*What is required*:
Say how many of the lines below include the word "names". Only the number should be given.

(Records contained in a dataset)

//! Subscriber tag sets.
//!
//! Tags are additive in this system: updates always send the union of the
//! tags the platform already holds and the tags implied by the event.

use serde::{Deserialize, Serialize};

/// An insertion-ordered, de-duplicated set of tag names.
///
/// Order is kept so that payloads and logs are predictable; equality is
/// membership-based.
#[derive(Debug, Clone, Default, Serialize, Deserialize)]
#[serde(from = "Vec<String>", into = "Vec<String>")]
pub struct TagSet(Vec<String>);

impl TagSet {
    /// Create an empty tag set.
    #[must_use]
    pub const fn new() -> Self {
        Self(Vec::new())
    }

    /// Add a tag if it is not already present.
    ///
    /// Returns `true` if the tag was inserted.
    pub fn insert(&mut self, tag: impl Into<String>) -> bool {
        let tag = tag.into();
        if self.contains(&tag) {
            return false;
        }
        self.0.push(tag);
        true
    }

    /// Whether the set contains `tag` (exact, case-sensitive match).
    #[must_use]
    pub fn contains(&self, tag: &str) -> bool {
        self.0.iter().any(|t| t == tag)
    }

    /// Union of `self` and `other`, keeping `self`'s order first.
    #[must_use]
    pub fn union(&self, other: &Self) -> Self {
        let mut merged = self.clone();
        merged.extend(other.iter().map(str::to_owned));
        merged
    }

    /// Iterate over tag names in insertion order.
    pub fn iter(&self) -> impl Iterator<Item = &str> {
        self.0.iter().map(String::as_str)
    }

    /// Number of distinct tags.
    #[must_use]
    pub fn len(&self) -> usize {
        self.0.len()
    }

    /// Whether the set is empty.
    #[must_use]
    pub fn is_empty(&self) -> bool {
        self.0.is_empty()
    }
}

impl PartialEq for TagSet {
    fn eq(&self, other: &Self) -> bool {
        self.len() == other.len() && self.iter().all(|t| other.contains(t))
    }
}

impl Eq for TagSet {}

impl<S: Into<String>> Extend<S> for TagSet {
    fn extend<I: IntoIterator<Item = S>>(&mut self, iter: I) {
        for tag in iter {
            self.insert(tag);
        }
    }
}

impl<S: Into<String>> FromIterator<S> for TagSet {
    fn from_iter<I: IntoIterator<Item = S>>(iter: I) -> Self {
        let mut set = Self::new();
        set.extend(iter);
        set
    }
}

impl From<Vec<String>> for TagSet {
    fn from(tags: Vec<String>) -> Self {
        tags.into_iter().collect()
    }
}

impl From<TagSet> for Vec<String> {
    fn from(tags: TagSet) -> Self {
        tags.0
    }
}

* * *

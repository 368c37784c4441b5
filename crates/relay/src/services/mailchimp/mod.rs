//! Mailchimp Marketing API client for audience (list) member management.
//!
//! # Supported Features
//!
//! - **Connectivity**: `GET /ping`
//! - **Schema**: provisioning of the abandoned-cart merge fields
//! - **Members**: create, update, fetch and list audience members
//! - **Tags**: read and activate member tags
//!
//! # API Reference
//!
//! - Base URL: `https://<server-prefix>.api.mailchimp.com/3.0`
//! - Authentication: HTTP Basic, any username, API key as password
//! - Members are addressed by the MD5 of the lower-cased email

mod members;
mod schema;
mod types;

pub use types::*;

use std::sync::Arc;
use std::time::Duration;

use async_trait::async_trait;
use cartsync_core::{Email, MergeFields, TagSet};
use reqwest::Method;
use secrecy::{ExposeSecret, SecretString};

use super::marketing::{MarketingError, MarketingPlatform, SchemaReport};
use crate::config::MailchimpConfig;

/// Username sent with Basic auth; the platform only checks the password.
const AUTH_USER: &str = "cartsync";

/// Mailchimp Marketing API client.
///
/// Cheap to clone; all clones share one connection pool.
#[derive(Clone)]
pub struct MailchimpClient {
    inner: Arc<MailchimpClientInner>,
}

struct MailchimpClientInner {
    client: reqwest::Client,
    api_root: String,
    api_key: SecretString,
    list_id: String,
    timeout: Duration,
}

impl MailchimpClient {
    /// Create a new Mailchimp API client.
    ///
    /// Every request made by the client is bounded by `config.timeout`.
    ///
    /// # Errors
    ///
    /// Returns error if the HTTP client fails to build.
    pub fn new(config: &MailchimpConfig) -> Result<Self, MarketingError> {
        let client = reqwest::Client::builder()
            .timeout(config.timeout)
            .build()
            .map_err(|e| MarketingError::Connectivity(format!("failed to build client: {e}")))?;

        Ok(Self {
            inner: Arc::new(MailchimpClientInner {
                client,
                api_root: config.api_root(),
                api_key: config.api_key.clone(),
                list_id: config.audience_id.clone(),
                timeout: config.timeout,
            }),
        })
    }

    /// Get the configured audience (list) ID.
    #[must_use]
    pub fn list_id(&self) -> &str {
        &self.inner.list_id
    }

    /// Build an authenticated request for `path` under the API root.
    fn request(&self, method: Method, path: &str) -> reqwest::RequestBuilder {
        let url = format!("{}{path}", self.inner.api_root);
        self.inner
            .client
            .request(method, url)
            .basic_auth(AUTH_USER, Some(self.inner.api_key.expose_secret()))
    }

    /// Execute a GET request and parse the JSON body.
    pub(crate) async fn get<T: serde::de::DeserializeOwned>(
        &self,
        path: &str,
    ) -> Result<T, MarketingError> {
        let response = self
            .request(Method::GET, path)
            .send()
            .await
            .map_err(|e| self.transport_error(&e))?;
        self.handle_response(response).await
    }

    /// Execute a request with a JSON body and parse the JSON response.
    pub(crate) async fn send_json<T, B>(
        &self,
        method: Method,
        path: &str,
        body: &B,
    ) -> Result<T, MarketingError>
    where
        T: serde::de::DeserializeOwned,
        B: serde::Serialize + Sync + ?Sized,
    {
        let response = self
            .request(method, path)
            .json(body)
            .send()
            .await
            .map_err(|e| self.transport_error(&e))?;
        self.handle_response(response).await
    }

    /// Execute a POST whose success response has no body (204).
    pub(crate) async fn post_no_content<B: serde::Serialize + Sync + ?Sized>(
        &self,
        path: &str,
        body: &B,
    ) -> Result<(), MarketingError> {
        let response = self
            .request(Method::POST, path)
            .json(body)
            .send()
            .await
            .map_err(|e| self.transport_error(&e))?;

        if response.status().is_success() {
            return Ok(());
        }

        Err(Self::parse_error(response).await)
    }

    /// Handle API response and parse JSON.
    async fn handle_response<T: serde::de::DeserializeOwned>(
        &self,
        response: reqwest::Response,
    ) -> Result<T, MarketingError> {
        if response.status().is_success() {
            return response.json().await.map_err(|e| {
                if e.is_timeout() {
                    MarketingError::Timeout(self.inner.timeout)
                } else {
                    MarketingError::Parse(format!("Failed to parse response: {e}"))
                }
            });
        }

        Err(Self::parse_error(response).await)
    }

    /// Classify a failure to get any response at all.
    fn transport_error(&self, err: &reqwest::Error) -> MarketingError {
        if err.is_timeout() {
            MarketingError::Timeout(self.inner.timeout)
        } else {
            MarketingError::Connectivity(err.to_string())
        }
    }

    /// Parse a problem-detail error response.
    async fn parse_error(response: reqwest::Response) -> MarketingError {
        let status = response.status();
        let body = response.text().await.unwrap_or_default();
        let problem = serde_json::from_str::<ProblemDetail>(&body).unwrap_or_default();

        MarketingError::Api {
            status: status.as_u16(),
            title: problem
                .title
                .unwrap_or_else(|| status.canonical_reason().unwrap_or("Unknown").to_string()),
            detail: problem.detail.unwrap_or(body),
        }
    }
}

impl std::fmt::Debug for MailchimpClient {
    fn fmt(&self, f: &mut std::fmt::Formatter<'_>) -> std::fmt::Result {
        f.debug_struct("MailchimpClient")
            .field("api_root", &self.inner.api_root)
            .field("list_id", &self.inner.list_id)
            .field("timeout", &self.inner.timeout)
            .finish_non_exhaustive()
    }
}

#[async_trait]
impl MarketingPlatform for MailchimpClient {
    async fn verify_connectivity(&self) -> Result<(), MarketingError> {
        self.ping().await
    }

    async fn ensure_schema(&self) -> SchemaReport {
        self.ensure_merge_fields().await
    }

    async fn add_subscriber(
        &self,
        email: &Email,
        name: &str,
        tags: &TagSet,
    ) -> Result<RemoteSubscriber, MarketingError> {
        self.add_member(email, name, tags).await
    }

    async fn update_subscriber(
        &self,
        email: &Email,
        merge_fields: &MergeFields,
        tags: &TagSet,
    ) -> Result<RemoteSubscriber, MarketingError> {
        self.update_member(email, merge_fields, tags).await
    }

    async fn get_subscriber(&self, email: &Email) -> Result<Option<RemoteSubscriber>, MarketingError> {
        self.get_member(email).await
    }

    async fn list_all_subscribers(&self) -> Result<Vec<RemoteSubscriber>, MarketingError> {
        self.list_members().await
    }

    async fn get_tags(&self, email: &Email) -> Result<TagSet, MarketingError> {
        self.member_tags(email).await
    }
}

*Output for this exercise*:
2